Yochanan ben Zakkai and his friends did their best to shut Jesus and the Hebrew Christian out of the Synagogue, but the Church by its lack of understanding, unholiness of living, and persecutions even more effectively shut the Jew out of the Church. The century and a half of the gradual breakdown of monolithic Rabbinic Judaism has been matched by the growth of Jewish missions and increasing contacts with devoted Christians in daily life. As a result the figure of Jesus is no longer unfamiliar to a majority of Jews, and the New Testament has become a reasonably familiar book to many. The number of genuine converts is steadily increasing, but the typical Jew still thinks conversion incredible.

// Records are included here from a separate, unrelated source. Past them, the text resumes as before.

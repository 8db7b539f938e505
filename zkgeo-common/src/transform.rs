//! Group-element transformations between the proving backend's
//! representation and the on-chain verifier's.
//!
//! The backend emits snarkjs-native points; the fixed-function verifier
//! wants the first G1 element with a negated y-coordinate and every G2
//! coordinate pair with its two sub-coordinates swapped. Neither mismatch
//! is caught by type-checking, so both the per-request packer and the
//! one-time verifying-key converter must route through this module.

use num_bigint::BigUint;
use num_traits::Zero;

use crate::field::MODULUS;

/// Negate a y-coordinate: `MODULUS - y` for `0 < y < MODULUS`.
///
/// `y == 0` maps to 0, not to `MODULUS`; the identity point keeps its
/// canonical encoding and the result stays inside the field.
pub fn negate_y(y: &BigUint) -> BigUint {
    if y.is_zero() {
        BigUint::zero()
    } else {
        &*MODULUS - y
    }
}

/// Swap the two sub-coordinates of a G2 coordinate pair.
///
/// Applied identically to the x pair and the y pair of every G2 element.
pub fn swap_pair<T>(pair: [T; 2]) -> [T; 2] {
    let [a, b] = pair;
    [b, a]
}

Among the reasons for this are the prevalence of antisemitism and racial discrimination in the church, stress on theological theory rather than on holiness of life, and the many divisions of Protestantism which the Jew looks on as a negation of true religion.

H. L. Ellison is the son of a convert from Judaism, and served 29 years as a missionary to Jews until he became tutor of Old Testament at London Bible College, a post he filled from 1949–56. He was Vice-President of the International Hebrew Christian Alliance from 1947–50 and Chairman of the Jewish Committee of the British Conference of Missionary Societies from 1947–56. The Christian Approach to the Jew and From Tragedy to Triumph (Studies in Job) are among his books.